Не меньше света на проблему проливают труды таких историков, как Дженнифер Морган, которая в книге «Работающие женщины» (Laboring Women) утверждает, что репродуктивный труд порабощенных женщин занимал центральное место в расчетах прибыли первых английских поселенцев-рабовладельцев, формируя и у мужчин, и у женщин опыт порабощения и понятие родственных уз, семьи и различий между личной и публичной сферами. Кроме того, Сара Хейли в «Нет места жалости» (No Mercy Here) доказывает, что в конце XIX – начале XX века «гендерно-расово-половой порядок» формировался на идеях белого превосходства о «сексуальной уязвимости белых женщин» и ассоциациях с лишенными свободы черными женщинами с «сексуальной антинормативностью»[50]. Закрепление гендерно-расово-полового порядка на Новом Юге было неразделимо связано, как считает Хейли, с социальными страхами в Соединенных Штатах, возникшими вокруг выхода белой женщины на рынок наемного труда[51]. Один вопрос – вне рамок данного проекта, – который возникает по прочтении этих работ: как увеличение потока рабочих-мигрантов из разных азиатских стран (включая Японию) в США и в местности, где плантаторы Юга также искали счастья (если иметь в виду, например, «Белое Тихоокеанье» (The White Pacific) Джералда Хорна), повлияло на динамику, исследуемую Хейли? В главах 6 и 7 показано, что социально-политические конфигурации, в которых окинавские мигранты оказались с первого десятилетия ХХ века, значительно изменили позицию выходцев с острова за границей и дома, внутри гендерно-расово-полового порядка Японской империи.

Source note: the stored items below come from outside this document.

//! Sync channel over stdin/stdout.
//!
//! The host application writes one JSON message per line to stdin and reads
//! the service's replies, one per line, from stdout. Logs go to stderr so
//! they never mix with the protocol.

use agenda_core::protocol::{InboundMessage, OutboundMessage};
use tokio::io::{AsyncBufRead, AsyncBufReadExt, AsyncWrite, AsyncWriteExt};
use tokio::sync::mpsc;
use tracing::{debug, warn};

use crate::scheduler::SchedulerInput;

/// Forward every well-formed inbound line to the scheduler until the reader
/// hits EOF or the scheduler goes away. Malformed lines are logged and
/// skipped.
pub async fn read_inbound<R: AsyncBufRead + Unpin>(
    reader: R,
    scheduler: mpsc::Sender<SchedulerInput>,
) -> std::io::Result<()> {
    let mut lines = reader.lines();

    while let Some(line) = lines.next_line().await? {
        if line.trim().is_empty() {
            continue;
        }

        let input = match InboundMessage::from_line(&line) {
            Ok(InboundMessage::SyncEvents { events }) => SchedulerInput::Sync(events),
            Ok(InboundMessage::NotificationResponse(response)) => {
                SchedulerInput::Response(response)
            }
            Err(e) => {
                warn!(error = %e, "ignoring malformed sync message");
                continue;
            }
        };

        if scheduler.send(input).await.is_err() {
            debug!("scheduler stopped, no longer reading sync channel");
            break;
        }
    }

    Ok(())
}

/// Write outbound messages as JSON lines until every sender is dropped.
pub async fn write_outbound<W: AsyncWrite + Unpin>(
    mut writer: W,
    mut outbound: mpsc::Receiver<OutboundMessage>,
) -> std::io::Result<()> {
    while let Some(message) = outbound.recv().await {
        let line = match message.to_line() {
            Ok(line) => line,
            Err(e) => {
                warn!(error = %e, "could not encode outbound message");
                continue;
            }
        };
        writer.write_all(format!("{line}\n").as_bytes()).await?;
        writer.flush().await?;
    }

    Ok(())
}
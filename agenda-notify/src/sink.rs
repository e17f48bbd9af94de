//! Notification delivery.

use std::collections::HashMap;
use std::sync::{Arc, Mutex};

use agenda_core::error::{AgendaError, AgendaResult};
use agenda_core::notification::{Notification, NotificationAction, NotificationResponse};
use tokio::sync::mpsc;
use tracing::{debug, info};

use crate::scheduler::SchedulerInput;

/// Displays notifications. Delivery is fire-and-forget: the scheduler never
/// waits on the user, and a failed delivery is only logged.
pub trait NotificationSink {
    fn deliver(&mut self, notification: &Notification) -> AgendaResult<()>;
}

/// Tracks the latest delivery of each tag.
///
/// A replaced notification keeps its server id, so every listener that was
/// started for that id sees the same action. Only the listener of the latest
/// delivery may forward it.
#[derive(Clone, Default)]
pub struct DeliveryTracker {
    latest: Arc<Mutex<HashMap<String, u64>>>,
}

impl DeliveryTracker {
    /// Record a new delivery of `tag` and return its serial.
    pub fn begin(&self, tag: &str) -> u64 {
        let mut latest = self.latest.lock().unwrap_or_else(|e| e.into_inner());
        let serial = latest.get(tag).map_or(0, |serial| serial + 1);
        latest.insert(tag.to_string(), serial);
        serial
    }

    /// Whether `serial` is still the latest delivery of `tag`.
    pub fn is_current(&self, tag: &str, serial: u64) -> bool {
        let latest = self.latest.lock().unwrap_or_else(|e| e.into_inner());
        latest.get(tag) == Some(&serial)
    }
}

/// Desktop notifications through the platform notification server.
///
/// On freedesktop platforms a notification with an already shown tag reuses
/// that notification's id so the server replaces it, and the chosen action
/// is sent back to the scheduler.
pub struct DesktopSink {
    app_name: String,
    shown: HashMap<String, u32>,
    deliveries: DeliveryTracker,
    responses: mpsc::Sender<SchedulerInput>,
}

impl DesktopSink {
    pub fn new(app_name: &str, responses: mpsc::Sender<SchedulerInput>) -> Self {
        DesktopSink {
            app_name: app_name.to_string(),
            shown: HashMap::new(),
            deliveries: DeliveryTracker::default(),
            responses,
        }
    }

    fn build(&self, notification: &Notification) -> notify_rust::Notification {
        let mut desktop = notify_rust::Notification::new();
        desktop
            .appname(&self.app_name)
            .summary(&notification.title)
            .body(&notification.body);
        for action in &notification.actions {
            desktop.action(action.id(), action.label());
        }
        desktop
    }
}

#[cfg(all(unix, not(target_os = "macos")))]
impl NotificationSink for DesktopSink {
    fn deliver(&mut self, notification: &Notification) -> AgendaResult<()> {
        let mut desktop = self.build(notification);
        if let Some(id) = self.shown.get(&notification.tag) {
            desktop.id(*id);
        }

        let handle = desktop
            .show()
            .map_err(|e| AgendaError::Delivery(e.to_string()))?;
        self.shown.insert(notification.tag.clone(), handle.id());

        let serial = self.deliveries.begin(&notification.tag);
        let deliveries = self.deliveries.clone();
        let responses = self.responses.clone();
        let notification = notification.clone();
        // wait_for_action blocks on D-Bus until the notification is closed
        std::thread::spawn(move || {
            handle.wait_for_action(|action_id| {
                if action_id == "__closed" {
                    return;
                }
                if !deliveries.is_current(&notification.tag, serial) {
                    debug!(tag = %notification.tag, "action already handled by a newer delivery");
                    return;
                }
                let response = NotificationResponse {
                    action: NotificationAction::from_id(action_id),
                    notification,
                };
                if responses
                    .blocking_send(SchedulerInput::Response(response))
                    .is_err()
                {
                    debug!("scheduler gone, dropping notification action");
                }
            });
        });

        Ok(())
    }
}

#[cfg(not(all(unix, not(target_os = "macos"))))]
impl NotificationSink for DesktopSink {
    fn deliver(&mut self, notification: &Notification) -> AgendaResult<()> {
        // No replace-by-id or action callbacks on this platform
        let _ = (&self.shown, &self.deliveries, &self.responses);
        self.build(notification)
            .show()
            .map(|_| ())
            .map_err(|e| AgendaError::Delivery(e.to_string()))
    }
}

/// Logs notifications instead of displaying them.
pub struct LogSink;

impl NotificationSink for LogSink {
    fn deliver(&mut self, notification: &Notification) -> AgendaResult<()> {
        info!(
            tag = %notification.tag,
            title = %notification.title,
            body = %notification.body,
            "notification"
        );
        Ok(())
    }
}
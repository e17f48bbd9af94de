//! Notification payloads and user actions.

use serde::{Deserialize, Serialize};

use crate::alert::{AlertFireEvent, alert_tag};

/// Snoozes allowed per original alert firing
pub const DEFAULT_MAX_SNOOZES: u32 = 2;

/// What the delivery sink displays. A new notification replaces any shown
/// notification with the same tag.
#[derive(Debug, Clone, PartialEq, Eq, Serialize, Deserialize)]
pub struct Notification {
    pub tag: String,
    pub title: String,
    pub body: String,
    pub actions: Vec<NotificationAction>,
    pub data: NotificationData,
}

#[derive(Debug, Clone, PartialEq, Eq, Serialize, Deserialize)]
#[serde(rename_all = "camelCase")]
pub struct NotificationData {
    pub event_id: String,
    pub alert_id: String,
    #[serde(default)]
    pub snooze_count: u32,
}

/// Buttons offered on a notification
#[derive(Debug, Clone, Copy, PartialEq, Eq, Hash, Serialize, Deserialize)]
#[serde(rename_all = "snake_case")]
pub enum NotificationAction {
    MarkAsRead,
    Snooze,
}

/// A user interaction with a delivered notification. `action` is `None` when
/// the notification body itself was clicked.
#[derive(Debug, Clone, PartialEq, Eq, Serialize, Deserialize)]
pub struct NotificationResponse {
    pub action: Option<NotificationAction>,
    pub notification: Notification,
}

impl NotificationAction {
    pub const ALL: [NotificationAction; 2] = [NotificationAction::MarkAsRead, NotificationAction::Snooze];

    pub fn id(self) -> &'static str {
        match self {
            NotificationAction::MarkAsRead => "mark_as_read",
            NotificationAction::Snooze => "snooze",
        }
    }

    pub fn label(self) -> &'static str {
        match self {
            NotificationAction::MarkAsRead => "Mark as done",
            NotificationAction::Snooze => "Snooze",
        }
    }

    pub fn from_id(id: &str) -> Option<Self> {
        Self::ALL.into_iter().find(|action| action.id() == id)
    }
}

impl Notification {
    pub fn from_alert(alert: &AlertFireEvent) -> Self {
        Notification {
            tag: alert.tag.clone(),
            title: alert.title.clone(),
            body: alert.body.clone(),
            actions: NotificationAction::ALL.to_vec(),
            data: NotificationData {
                event_id: alert.event_id.clone(),
                alert_id: alert.alert_id.clone(),
                snooze_count: 0,
            },
        }
    }

    /// The re-delivery for a snooze of this notification, or `None` once
    /// `max_snoozes` is used up. The tag gets the snooze count appended so it
    /// does not replace the original.
    pub fn snoozed(&self, max_snoozes: u32) -> Option<Notification> {
        if self.data.snooze_count >= max_snoozes {
            return None;
        }
        let snooze_count = self.data.snooze_count + 1;
        Some(Notification {
            tag: format!(
                "{}-snooze-{}",
                alert_tag(&self.data.event_id, &self.data.alert_id),
                snooze_count
            ),
            data: NotificationData {
                snooze_count,
                ..self.data.clone()
            },
            ..self.clone()
        })
    }
}
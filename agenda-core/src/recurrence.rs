//! Repeat-rule expansion.
//!
//! Projects event definitions onto the concrete dates inside a viewing
//! window. Occurrences are disposable: they are rebuilt on every call and
//! never stored.

use chrono::{NaiveDate, NaiveDateTime};

use crate::date_math::CalendarUnit;
use crate::date_range::DateRange;
use crate::event::{EventDefinition, format_date};

/// One dated materialization of an event definition
#[derive(Debug, Clone, PartialEq, Eq)]
pub struct Occurrence {
    /// Event id for single events, `{eventId}_{YYYY-MM-DD}` for recurring ones
    pub id: String,
    pub date: NaiveDate,
    /// Clone of the source definition with `date` set to the occurrence date.
    /// `event.id` keeps the source id.
    pub event: EventDefinition,
}

impl Occurrence {
    /// The occurrence of a non-recurring event, `None` if its date is malformed.
    pub fn single(event: &EventDefinition) -> Option<Self> {
        let date = event.anchor_date()?;
        Some(Occurrence {
            id: event.id.clone(),
            date,
            event: event.clone(),
        })
    }

    fn recurring(event: &EventDefinition, date: NaiveDate) -> Self {
        let mut event = event.clone();
        event.date = format_date(date);
        Occurrence {
            id: occurrence_id(&event.id, date),
            date,
            event,
        }
    }

    pub fn event_id(&self) -> &str {
        &self.event.id
    }

    pub fn starts_at(&self) -> Option<NaiveDateTime> {
        self.event.starts_at(self.date)
    }
}

/// Stable id of a recurring event's occurrence on `date`.
pub fn occurrence_id(event_id: &str, date: NaiveDate) -> String {
    format!("{}_{}", event_id, format_date(date))
}

/// Expand events into occurrences within `[window_start, window_end]`.
///
/// Both bounds are inclusive and `window_start <= window_end` is expected.
/// Records with an unparsable anchor date produce nothing. Output order is
/// unspecified.
pub fn expand(
    events: &[EventDefinition],
    window_start: NaiveDate,
    window_end: NaiveDate,
) -> Vec<Occurrence> {
    events
        .iter()
        .flat_map(|event| expand_event(event, window_start, window_end))
        .collect()
}

/// Expand a single event into its occurrences within the window.
pub fn expand_event(
    event: &EventDefinition,
    window_start: NaiveDate,
    window_end: NaiveDate,
) -> Vec<Occurrence> {
    let Some(anchor) = event.anchor_date() else {
        return Vec::new();
    };

    let window = DateRange {
        start: window_start,
        end: window_end,
    };

    let Some(repeat) = &event.repeat else {
        return Occurrence::single(event)
            .filter(|_| window.contains(anchor))
            .into_iter()
            .collect();
    };

    let Some((unit, amount)) = repeat.step() else {
        return Vec::new();
    };

    let mut cursor = anchor;

    // Fixed-length steps can jump straight to the last step before the window.
    if let Some(days_per_unit) = unit.fixed_days() {
        if cursor < window_start {
            let step_days = days_per_unit * amount;
            let skipped = (window_start - cursor).num_days() / step_days;
            if let Some(jumped) = CalendarUnit::Days.shift_date(cursor, skipped * step_days) {
                cursor = jumped;
            }
        }
    }

    let mut occurrences = Vec::new();
    while cursor <= window_end {
        if cursor >= window_start {
            occurrences.push(Occurrence::recurring(event, cursor));
        }
        match unit.shift_date(cursor, amount) {
            Some(next) if next > cursor => cursor = next,
            _ => break,
        }
    }

    occurrences
}
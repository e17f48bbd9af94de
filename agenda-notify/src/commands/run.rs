use agenda_core::config::AgendaConfig;
use anyhow::Result;
use tokio::io::BufReader;
use tokio::sync::{mpsc, oneshot};
use tracing::{info, warn};

use crate::channel;
use crate::clock::SystemClock;
use crate::scheduler::{NotificationScheduler, SnoozePolicy};
use crate::service;
use crate::sink::{DesktopSink, LogSink};

const CHANNEL_CAPACITY: usize = 64;

pub async fn run(config: AgendaConfig, no_desktop: bool) -> Result<()> {
    let policy = SnoozePolicy {
        delay: config.snooze_delay()?,
        max_snoozes: config.max_snoozes,
    };

    let (inbound_tx, inbound_rx) = mpsc::channel(CHANNEL_CAPACITY);
    let (outbound_tx, outbound_rx) = mpsc::channel(CHANNEL_CAPACITY);

    // The reader owns the shutdown sender, so stdin EOF drains and stops the
    // service even while the desktop sink still holds an inbound sender
    let (shutdown_tx, shutdown_rx) = oneshot::channel::<()>();
    let stdin_tx = inbound_tx.clone();
    let reader = tokio::spawn(async move {
        let result = channel::read_inbound(BufReader::new(tokio::io::stdin()), stdin_tx).await;
        drop(shutdown_tx);
        result
    });
    let writer = tokio::spawn(channel::write_outbound(tokio::io::stdout(), outbound_rx));

    info!(
        snooze_delay = %config.snooze_delay,
        max_snoozes = config.max_snoozes,
        desktop = !no_desktop,
        "notification scheduler started"
    );

    if no_desktop {
        drop(inbound_tx);
        let scheduler = NotificationScheduler::new(SystemClock, LogSink, policy);
        service::run(scheduler, inbound_rx, outbound_tx, shutdown_rx).await;
    } else {
        // Desktop actions come back through the host's channel
        let sink = DesktopSink::new(&config.app_name, inbound_tx);
        let scheduler = NotificationScheduler::new(SystemClock, sink, policy);
        service::run(scheduler, inbound_rx, outbound_tx, shutdown_rx).await;
    }

    if let Err(e) = reader.await? {
        warn!(error = %e, "sync channel read failed");
    }
    writer.await??;

    Ok(())
}
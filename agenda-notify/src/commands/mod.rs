pub mod due;
pub mod expand;
pub mod export;
pub mod import;
pub mod run;

use std::path::{Path, PathBuf};

use agenda_core::EventDefinition;
use agenda_core::config::AgendaConfig;
use anyhow::{Context, Result};

/// Read a JSON event list from `path`, falling back to `events_file` in the
/// config.
pub fn load_events(path: Option<&Path>, config: &AgendaConfig) -> Result<Vec<EventDefinition>> {
    let path: PathBuf = match path {
        Some(path) => path.to_path_buf(),
        None => config.events_path().context(
            "No event list given.\n\n\
            Pass one with --events <file>, or set events_file in the config.",
        )?,
    };

    let content = std::fs::read_to_string(&path)
        .with_context(|| format!("Failed to read {}", path.display()))?;
    serde_json::from_str(&content).with_context(|| format!("Invalid event list in {}", path.display()))
}
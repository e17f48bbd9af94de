//! Error types for agenda.

use thiserror::Error;

/// Errors that can occur in agenda operations.
#[derive(Error, Debug)]
pub enum AgendaError {
    #[error("Configuration error: {0}")]
    Config(String),

    #[error("Invalid date '{value}' on event '{event_id}'")]
    InvalidDate { event_id: String, value: String },

    #[error("Invalid start time '{value}' on event '{event_id}'")]
    InvalidTime { event_id: String, value: String },

    #[error("Date arithmetic out of range for event '{0}'")]
    DateOutOfRange(String),

    #[error("ICS parse error: {0}")]
    IcsParse(String),

    #[error("ICS generation error: {0}")]
    IcsGenerate(String),

    #[error("Notification delivery failed: {0}")]
    Delivery(String),

    #[error("IO error: {0}")]
    Io(#[from] std::io::Error),

    #[error("Serialization error: {0}")]
    Serialization(String),
}

/// Result type alias for agenda operations.
pub type AgendaResult<T> = Result<T, AgendaError>;
use agenda_core::EventDefinition;
use agenda_core::calendar::Calendar;
use agenda_core::ics::generate_ics;
use anyhow::Result;

/// Write events as an .ics document on stdout, optionally only one calendar's.
pub fn run(events: &[EventDefinition], calendar_id: Option<&str>) -> Result<()> {
    let selected: Vec<EventDefinition> = match calendar_id {
        Some(id) => Calendar::new(id, id).events(events).cloned().collect(),
        None => events.to_vec(),
    };

    if selected.is_empty() {
        anyhow::bail!("No events to export");
    }

    print!("{}", generate_ics(&selected)?);

    Ok(())
}
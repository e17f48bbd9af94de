//! Core logic for the agenda calendar.
//!
//! This crate is pure: it owns no timers and performs no I/O beyond loading
//! its config file. It provides:
//! - `event` and `calendar` record types as they travel over the sync channel
//! - `recurrence` for expanding repeat rules into dated occurrences
//! - `alert` for deciding which reminders are due in the current minute
//! - `notification` payloads and snooze derivation
//! - `protocol` messages exchanged with the host application
//! - `ics` import/export

pub mod alert;
pub mod calendar;
pub mod config;
pub mod date_math;
pub mod date_range;
pub mod error;
pub mod event;
pub mod ics;
pub mod notification;
pub mod protocol;
pub mod recurrence;

// Re-export the record types at crate root for convenience
pub use event::*;
mod channel;
mod clock;
mod commands;
mod scheduler;
mod service;
mod sink;

use std::env;
use std::path::PathBuf;

use agenda_core::config::AgendaConfig;
use agenda_core::date_range::DateRange;
use anyhow::Result;
use chrono::{Local, NaiveDate, NaiveDateTime};
use clap::{Parser, Subcommand, ValueEnum};
use tracing_subscriber::prelude::*;
use tracing_subscriber::{EnvFilter, fmt};

#[derive(Parser)]
#[command(name = "agenda-notify")]
#[command(about = "Deliver reminder notifications for agenda events")]
struct Cli {
    #[command(subcommand)]
    command: Commands,
}

#[derive(Subcommand)]
enum Commands {
    /// Run the scheduler, reading event lists from stdin
    Run {
        /// Log notifications instead of showing them on the desktop
        #[arg(long)]
        no_desktop: bool,
    },
    /// List occurrences in a date window
    Expand {
        /// JSON event list (defaults to events_file from the config)
        #[arg(short, long)]
        events: Option<PathBuf>,

        /// Window start (YYYY-MM-DD)
        #[arg(long, requires = "to", conflicts_with = "view")]
        from: Option<NaiveDate>,

        /// Window end (YYYY-MM-DD)
        #[arg(long, requires = "from")]
        to: Option<NaiveDate>,

        /// Use the window of a calendar view instead of --from/--to
        #[arg(long, value_enum, default_value_t = View::Week)]
        view: View,

        /// Date shown by the view (defaults to today)
        #[arg(long)]
        date: Option<NaiveDate>,
    },
    /// Show the alerts a tick would deliver
    Due {
        #[arg(short, long)]
        events: Option<PathBuf>,

        /// Evaluate at this local time (e.g. "2025-03-20T14:45:00", defaults to now)
        #[arg(long)]
        at: Option<NaiveDateTime>,
    },
    /// Convert an .ics file into a JSON event list
    Import {
        file: PathBuf,

        /// Calendar the imported events belong to
        #[arg(short, long)]
        calendar: String,
    },
    /// Write events as an .ics document
    Export {
        #[arg(short, long)]
        events: Option<PathBuf>,

        /// Only export this calendar's events
        #[arg(short, long)]
        calendar: Option<String>,
    },
}

#[derive(Clone, Copy, ValueEnum)]
enum View {
    Day,
    Week,
    Month,
}

#[tokio::main]
async fn main() -> Result<()> {
    init_tracing();
    let cli = Cli::parse();
    let config = AgendaConfig::load()?;

    match cli.command {
        Commands::Run { no_desktop } => commands::run::run(config, no_desktop).await,
        Commands::Expand {
            events,
            from,
            to,
            view,
            date,
        } => {
            let events = commands::load_events(events.as_deref(), &config)?;
            let range = match (from, to) {
                (Some(from), Some(to)) => DateRange::new(from, to)
                    .ok_or_else(|| anyhow::anyhow!("--from {from} is after --to {to}"))?,
                _ => {
                    let date = date.unwrap_or_else(|| Local::now().date_naive());
                    let week_start = config.week_start.weekday();
                    match view {
                        View::Day => DateRange::day(date),
                        View::Week => DateRange::week(date, week_start),
                        View::Month => DateRange::month_grid(date, week_start),
                    }
                }
            };
            commands::expand::run(&events, range)
        }
        Commands::Due { events, at } => {
            let events = commands::load_events(events.as_deref(), &config)?;
            let at = at.unwrap_or_else(|| Local::now().naive_local());
            commands::due::run(&events, at)
        }
        Commands::Import { file, calendar } => commands::import::run(&file, &calendar),
        Commands::Export { events, calendar } => {
            let events = commands::load_events(events.as_deref(), &config)?;
            commands::export::run(&events, calendar.as_deref())
        }
    }
}

fn init_tracing() {
    let filter = EnvFilter::try_from_env("AGENDA_LOG").unwrap_or_else(|_| {
        EnvFilter::new(if env::var("DEBUG").is_ok() {
            "agenda=debug,info"
        } else {
            "agenda=info,warn"
        })
    });

    let format = env::var("AGENDA_LOG_FORMAT").unwrap_or_else(|_| "compact".to_string());

    let registry = tracing_subscriber::registry().with(filter);

    // stdout carries the sync protocol
    match format.as_str() {
        "json" => {
            registry
                .with(fmt::layer().json().with_ansi(false).with_writer(std::io::stderr))
                .init();
        }
        _ => {
            registry
                .with(fmt::layer().compact().with_writer(std::io::stderr))
                .init();
        }
    }
}
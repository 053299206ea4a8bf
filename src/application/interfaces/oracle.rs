/******************************************************************************
   Author: Joaquín Béjar García
   Email: jb@taunais.com
   Date: 17/10/26
******************************************************************************/
use crate::error::AppError;
use crate::model::requests::ReadTarget;
use async_trait::async_trait;
use serde_json::Value;

/// Interface for the read oracle
///
/// Every operation resolves to the JSON the oracle produced for the resource,
/// which tests then compare against their own parsed output.
///
/// `recognize_dates` is accepted for parity with older harnesses and has no
/// effect.
#[async_trait]
pub trait ReadOracle: Send + Sync {
    /// Reads a feed through the oracle
    ///
    /// # Arguments
    /// * `target` - Feed URL, optionally with extra query parameters
    /// * `mime_type` - Media type under test; Atom goes to `ReadFeed`, anything
    ///   else to `ReadJson`
    /// * `recognize_dates` - Ignored
    async fn read_feed(
        &self,
        target: ReadTarget,
        mime_type: Option<&str>,
        recognize_dates: bool,
    ) -> Result<Value, AppError>;

    /// Reads a single entry through the oracle
    ///
    /// Same endpoint selection as [`ReadOracle::read_feed`], with `ReadEntry`
    /// for Atom.
    async fn read_entry(
        &self,
        target: ReadTarget,
        mime_type: Option<&str>,
        recognize_dates: bool,
    ) -> Result<Value, AppError>;

    /// Posts a client-produced Atom feed to the oracle and reads it back
    async fn read_feed_loopback(
        &self,
        atom_feed_xml: &str,
        recognize_dates: bool,
    ) -> Result<Value, AppError>;

    /// Posts a client-produced Atom entry to the oracle and reads it back
    async fn read_entry_loopback(
        &self,
        atom_entry_xml: &str,
        recognize_dates: bool,
    ) -> Result<Value, AppError>;

    /// Reads a `$links` entry directly from the service as JSON
    async fn read_links_entry(&self, url: &str) -> Result<Value, AppError>;

    /// Reads a `$links` collection directly from the service as JSON
    async fn read_links_feed(&self, url: &str) -> Result<Value, AppError>;

    /// Reads a `$metadata` document through the oracle
    async fn read_metadata(&self, target: ReadTarget) -> Result<Value, AppError>;

    /// Reads a service document through the oracle
    ///
    /// Atom goes to `ReadServiceDocument`, anything else to `ReadJson`.
    async fn read_service_document(
        &self,
        target: ReadTarget,
        mime_type: Option<&str>,
    ) -> Result<Value, AppError>;

    /// GETs `url` from the service as OData JSON
    async fn read_json(&self, url: &str) -> Result<Value, AppError>;

    /// Reads a server-paged collection, following `@odata.nextLink` until the
    /// last page, and returns one object holding every item under `value`.
    async fn read_json_across_server_pages(&self, url: &str) -> Result<Value, AppError>;
}
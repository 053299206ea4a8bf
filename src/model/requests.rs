/******************************************************************************
   Author: Joaquín Béjar García
   Email: jb@taunais.com
   Date: 17/10/26
******************************************************************************/
use crate::constants::{MIME_TYPE_PARAM, URL_PARAM};
use crate::model::endpoint::OracleEndpoint;
use reqwest::Method;
use serde::{Deserialize, Serialize};

/// Resource the oracle should read, plus any extra query parameters
///
/// A bare URL and a target built from that URL produce the same request:
/// ```
/// use odata_read_oracle::model::requests::ReadTarget;
///
/// let from_str: ReadTarget = "http://host/Service.svc/Customers".into();
/// assert_eq!(from_str, ReadTarget::new("http://host/Service.svc/Customers"));
/// ```
#[derive(Debug, Clone, Default, PartialEq, Eq, Serialize, Deserialize)]
pub struct ReadTarget {
    /// URL of the resource under test
    pub url: String,
    /// Additional query parameters forwarded to the oracle, in order
    #[serde(default, skip_serializing_if = "Vec::is_empty")]
    pub params: Vec<(String, String)>,
}

impl ReadTarget {
    /// Creates a target with just the resource URL
    pub fn new(url: impl Into<String>) -> Self {
        Self {
            url: url.into(),
            params: Vec::new(),
        }
    }

    /// Adds an extra query parameter
    pub fn with_param(mut self, name: impl Into<String>, value: impl Into<String>) -> Self {
        self.params.push((name.into(), value.into()));
        self
    }

    /// Query pairs sent to the oracle: `url`, the extra parameters, then
    /// `mimeType` when a non-empty one is given.
    #[must_use]
    pub fn query_pairs(&self, mime_type: Option<&str>) -> Vec<(String, String)> {
        let mut pairs = Vec::with_capacity(self.params.len() + 2);
        pairs.push((URL_PARAM.to_string(), self.url.clone()));
        pairs.extend(self.params.iter().cloned());
        if let Some(mime) = mime_type.filter(|mime| !mime.is_empty()) {
            pairs.push((MIME_TYPE_PARAM.to_string(), mime.to_string()));
        }
        pairs
    }
}

impl From<&str> for ReadTarget {
    fn from(url: &str) -> Self {
        ReadTarget::new(url)
    }
}

impl From<String> for ReadTarget {
    fn from(url: String) -> Self {
        ReadTarget::new(url)
    }
}

impl From<&String> for ReadTarget {
    fn from(url: &String) -> Self {
        ReadTarget::new(url.as_str())
    }
}

/// What an oracle request carries
#[derive(Debug, Clone, PartialEq, Eq)]
pub enum OraclePayload {
    /// Query parameters of a GET
    Query(ReadTarget),
    /// Raw body of a POST
    Body(String),
}

/// A fully described call to one oracle endpoint
#[derive(Debug, Clone)]
pub struct OracleRequest {
    /// HTTP method, GET or POST
    pub method: Method,
    /// Target endpoint
    pub endpoint: OracleEndpoint,
    /// Query parameters or raw body
    pub payload: OraclePayload,
    /// MIME type under test. Sent as `mimeType` with a query payload and as
    /// the `Content-Type` of a body payload.
    pub mime_type: Option<String>,
}

impl OracleRequest {
    /// Builds a GET against `endpoint` reading `target`
    pub fn get(endpoint: OracleEndpoint, target: ReadTarget, mime_type: Option<&str>) -> Self {
        Self {
            method: Method::GET,
            endpoint,
            payload: OraclePayload::Query(target),
            mime_type: mime_type.map(str::to_string),
        }
    }

    /// Builds a POST of a raw `body` with the given content type
    pub fn post(endpoint: OracleEndpoint, body: impl Into<String>, mime_type: &str) -> Self {
        Self {
            method: Method::POST,
            endpoint,
            payload: OraclePayload::Body(body.into()),
            mime_type: Some(mime_type.to_string()),
        }
    }

    /// Query pairs for the outgoing URL; empty for a body payload
    #[must_use]
    pub fn query_pairs(&self) -> Vec<(String, String)> {
        match &self.payload {
            OraclePayload::Query(target) => target.query_pairs(self.mime_type.as_deref()),
            OraclePayload::Body(_) => Vec::new(),
        }
    }
}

Данный проект в долгу перед этими учеными, открывающими мне глубину перспективы, необходимую, чтобы понять: ойкономическая политика японского Министерства сельского хозяйства между войнами была чем-то большим, чем просто поддержкой мелких фермерских хозяйств, страдающих от хронической рецессии после Первой мировой войны. Я прослеживаю закрепление новых границ между сообществами внутри аграрной деревни – теми, которые были признаны достойными защиты, и теми, которыми решили пренебречь, – и думаю: как получилось, что категории мелкого фермерского хозяйства начали работать на идеи японских шовинистов? То есть я связываю протекционистскую политику в отношении этих объектов с укреплением колониального мышления в деревнях метрополии. Эта перспектива помогает мне сделать следующие выводы в главах 2 и 3: именно «общее согласие», а не государственная политика, привело к изгнанию семей расиализированных[52] буракуминов из их деревенских общин. В следующих главах я исследую, каким образом здравый смысл, навыки которого мелкие фермеры оттачивали дома, помогал узаконить геноцид, в том числе военное сексуализированное рабство по всему Азиатско-Тихоокеанскому региону. Я устанавливаю связи между ойкономической политикой министерства внутри страны и все увеличивающимися масштабами геноцида коренных народов – связи, что совпадали с защитой границ и финансовых накоплений на ранних этапах эпохи Мэйдзи и уходили корнями в (поселенческий) колониализм и его отрицание. И показываю ту сторону Японской империи, которую Хаунани-Кай Траск в статье «Цветные поселенцы и гегемония “иммигрантов”» (Setters of Color and “Immigrant” Hegemony) называет отрицанием господства японских поселенцев на Гавайях, «которое стало возможным благодаря непрекращающемуся национальному угнетению гавайцев» с помощью идеологии «местной нации» после обретения государственности[53].